Apesar de ter sido alvo de várias operações militares israelitas e da repressão por parte da Autoridade Palestina, o principal órgão governativo dos palestinos, o Hamas encontrou nos ataques suicidas uma forma de protesto. Foi responsável por vários ataques a bomba em veículos, que fizeram dezenas de mortos em Israel. Um método que reforçou após o assassínio por Israel do seu especialista na fabricação de bombas Yahya Ayyash, em dezembro de 1995.

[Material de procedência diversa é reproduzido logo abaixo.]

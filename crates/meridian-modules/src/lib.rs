mod blueprint;
mod compose;
mod error;
mod provider;
mod tx;

pub use blueprint::{Blueprint, Module};
pub use compose::{extend, ComposedBlueprint, ComposedModule};
pub use error::ModuleError;
pub use provider::{EntrySpec, TablesProvider};
pub use tx::{ModuleId, ModuleReducer, ReducerOutput, Signed, Tx};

Essa série de ataques suicidas é vista como uma das causas que afastaram Israel do processo de paz e levaram Benjamin Netanyahu – opositor aos Acordos de Oslo – ao poder pela primeira vez, em 1996.
Com a entrada nos anos 2000 e o fracasso dos esforços de paz do presidente dos EUA Bill Clinton na cúpula de Camp David, a que se seguiu pouco depois da segunda Intifada, o Hamas foi ganhando poder, com a Autoridade Palestina sendo alvo da repressão israelita que a acusa de apoiar os atentados. E ganhou o apoio da população também construindo clínicas e escolas, aproveitando o descontentamento dos palestinos com a AP, dominada pela Fatah de Yasser Arafat.

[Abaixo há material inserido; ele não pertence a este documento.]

use crate::error::ModuleError;
use crate::provider::{EntrySpec, TablesProvider};
use crate::tx::ModuleReducer;
use meridian_state::{Path, PrefixFreePath};
use meridian_trie::{NodeStore, TrieConfig};
use std::any::Any;
use std::collections::HashSet;
use std::sync::Arc;

/// An immutable, path-independent module description: the tables it
/// owns, the names of tables it needs from elsewhere, and the reducer
/// that processes transactions once both are resolved.
pub struct Blueprint {
    pub module_name: String,
    pub owns: Vec<EntrySpec>,
    pub needs: Vec<&'static str>,
    pub reducer: Arc<dyn ModuleReducer>,
}

impl Blueprint {
    pub fn new(
        module_name: impl Into<String>,
        owns: Vec<EntrySpec>,
        needs: Vec<&'static str>,
        reducer: Arc<dyn ModuleReducer>,
    ) -> Self {
        Blueprint {
            module_name: module_name.into(),
            owns,
            needs,
            reducer,
        }
    }

    fn check_unique_names(&self) -> Result<(), ModuleError> {
        let mut seen = HashSet::new();
        for entry in &self.owns {
            if !seen.insert(entry.name) {
                return Err(ModuleError::DuplicateName {
                    name: entry.name.to_string(),
                });
            }
        }
        Ok(())
    }

    /// Binds this blueprint to `path`: computes each owned entry's table
    /// prefix (registering it with `registrar` to enforce prefix
    /// freedom), instantiates its `StateTable`, and resolves `needs`
    /// against `supplied`.
    pub fn mount(
        &self,
        path: &Path,
        node_store: Arc<dyn NodeStore>,
        config: TrieConfig,
        registrar: &mut PrefixFreePath,
        supplied: &TablesProvider,
    ) -> Result<Module, ModuleError> {
        self.check_unique_names()?;

        let mut owned = TablesProvider::empty();
        for entry in &self.owns {
            let prefix = registrar.register(path, entry.name)?;
            tracing::debug!(module = %self.module_name, table = entry.name, prefix_len = prefix.len(), "mounted table");
            let table = entry.instantiate(prefix, node_store.clone(), config);
            owned.insert(entry.name, table);
        }

        let needed = supplied.narrow(&self.needs)?;
        tracing::debug!(module = %self.module_name, path = ?path.segments(), "blueprint mounted");

        Ok(Module {
            module_name: self.module_name.clone(),
            path: path.clone(),
            owned,
            needed,
            reducer: self.reducer.clone(),
        })
    }
}

/// A blueprint bound to a path: its owned tables have concrete prefixes
/// and its dependencies have been resolved against a supplied provider.
#[derive(Clone)]
pub struct Module {
    pub module_name: String,
    pub path: Path,
    pub owned: TablesProvider,
    pub needed: TablesProvider,
    reducer: Arc<dyn ModuleReducer>,
}

impl Module {
    pub fn dispatch(
        &self,
        tx: Arc<dyn Any + Send + Sync>,
    ) -> meridian_state::StoreF<Result<crate::tx::ReducerOutput, ModuleError>> {
        self.reducer.apply(self.owned.clone(), self.needed.clone(), tx)
    }

    /// Exposes this module's owned tables under their names, so a
    /// sibling module's `Needs` can be satisfied by supplying
    /// `module.owned` (or a `narrow`ed view of it) when mounting it.
    pub fn provided_tables(&self) -> &TablesProvider {
        &self.owned
    }
}

#[cfg(test)]
mod tests {
    use super::*;
    use crate::tx::ReducerOutput;
    use meridian_state::StoreF;
    use meridian_trie::InMemoryNodeStore;

    struct CounterTag;

    struct NoopReducer;
    impl ModuleReducer for NoopReducer {
        fn apply(
            &self,
            _owned: TablesProvider,
            _needs: TablesProvider,
            _tx: Arc<dyn Any + Send + Sync>,
        ) -> StoreF<Result<ReducerOutput, ModuleError>> {
            StoreF::pure(Ok(ReducerOutput::new((), Vec::<()>::new())))
        }
    }

    #[test]
    fn mounting_computes_prefixes_and_rejects_duplicate_owned_names() {
        let blueprint = Blueprint::new(
            "counters",
            vec![
                EntrySpec::new::<CounterTag, Vec<u8>, Vec<u8>>("counters"),
                EntrySpec::new::<CounterTag, Vec<u8>, Vec<u8>>("counters"),
            ],
            vec![],
            Arc::new(NoopReducer),
        );

        let node_store: Arc<dyn NodeStore> = Arc::new(InMemoryNodeStore::new());
        let mut registrar = PrefixFreePath::new();
        let err = blueprint
            .mount(
                &Path::new(["app"]),
                node_store,
                TrieConfig::default(),
                &mut registrar,
                &TablesProvider::empty(),
            )
            .unwrap_err();
        assert!(matches!(err, ModuleError::DuplicateName { .. }));
    }

    #[test]
    fn mounting_fails_on_unsatisfied_dependency() {
        let blueprint = Blueprint::new(
            "needs-other",
            vec![],
            vec!["otherTable"],
            Arc::new(NoopReducer),
        );
        let node_store: Arc<dyn NodeStore> = Arc::new(InMemoryNodeStore::new());
        let mut registrar = PrefixFreePath::new();
        let err = blueprint
            .mount(
                &Path::new(["app"]),
                node_store,
                TrieConfig::default(),
                &mut registrar,
                &TablesProvider::empty(),
            )
            .unwrap_err();
        assert!(matches!(err, ModuleError::MissingDependency { .. }));
    }

    #[test]
    fn two_modules_at_the_same_path_collide_on_prefix() {
        let make = || {
            Blueprint::new(
                "dup",
                vec![EntrySpec::new::<CounterTag, Vec<u8>, Vec<u8>>("t")],
                vec![],
                Arc::new(NoopReducer) as Arc<dyn ModuleReducer>,
            )
        };
        let node_store: Arc<dyn NodeStore> = Arc::new(InMemoryNodeStore::new());
        let mut registrar = PrefixFreePath::new();
        let path = Path::new(["app"]);
        make()
            .mount(
                &path,
                node_store.clone(),
                TrieConfig::default(),
                &mut registrar,
                &TablesProvider::empty(),
            )
            .unwrap();
        let err = make()
            .mount(
                &path,
                node_store,
                TrieConfig::default(),
                &mut registrar,
                &TablesProvider::empty(),
            )
            .unwrap_err();
        assert!(matches!(err, ModuleError::PrefixCollision(_)));
    }
}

A vaga de ataques suicidas foi saudada por muitos palestinos, que viam no martírio destes homens uma forma de vingança, enquanto Israel prosseguia a construção de colonatos na Cisjordânia.
O ano de 2004 ficou marcado pelos assassínios, em março, do seu fundador e líder espiritual, o xeque Ahmed Yassin, e do seu sucessor, Abdul Aziz al-Rantissi, no mês seguinte, mortos por mísseis israelitas em Gaza. Em novembro do mesmo ano, morria o líder histórico Arafat e Mahmoud Abbas assumia a liderança da AP.

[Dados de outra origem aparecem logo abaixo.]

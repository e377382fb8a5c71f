use thiserror::Error;

/// A trie invariant was violated: a missing node in the store, a corrupt
/// encoding, or an impossible structural state.
#[derive(Debug, Clone, PartialEq, Eq, Error)]
pub enum TrieError {
    #[error("node store is missing node {hash}")]
    MissingNode { hash: String },

    #[error("corrupt node encoding: {msg}")]
    CorruptEncoding { msg: String },

    #[error("path depth {depth} exceeds configured max_depth {max_depth}")]
    DepthExceeded { depth: usize, max_depth: usize },

    #[error("cannot rebase: different base roots")]
    DifferentBase,

    #[error("impossible structural state: {msg}")]
    Invariant { msg: String },
}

Abbas via o disparo de rockets contra Israel como contraproducente. Seguiu-se o choque em Gaza entre o Hamas e a Fatah na sequência da vitória dos integristas nas eleições de 2006.
No poder naquele território, o Hamas foi alvo de duras sanções, econômicas e diplomáticas, por parte de Israel e dos seus aliados ocidentais. Após expulsar definitivamente a Fatah, em 2007, o grupo viu Israel reforçar o bloqueio à Faixa de Gaza, enquanto os disparos de rockets por parte dos seus combatentes e os ataques aéreos israelitas contra o território iam continuando de forma intermitente. Em 2014, tiveram lugar os confrontos mais mortíferos, com mais de 2.200 mortos do lado palestino, incluindo mais de 1.400 civis, e, do lado israelita, 67 soldados e seis civis mortos.
E se em 2017 o Hamas procurou moderar a sua imagem, apresentando um documento no qual aceitava um estado palestino interino nas fronteiras de 1967, continua a se recusar reconhecer Israel.
Recorrentes esforços de reconciliação entre Hamas e Fatah têm falhado e a organização de eleições gerais palestinas tem sido sucessivamente adiada. Enquanto isso, a situação em Gaza vai se deteriorando para os seus residentes, com a economia em colapso e falhas no abastecimento de água, eletricidade e medicamentos. O ataque desse sábado foi o maior e mais inesperado alguma vez lançado pelo Hamas contra Israel.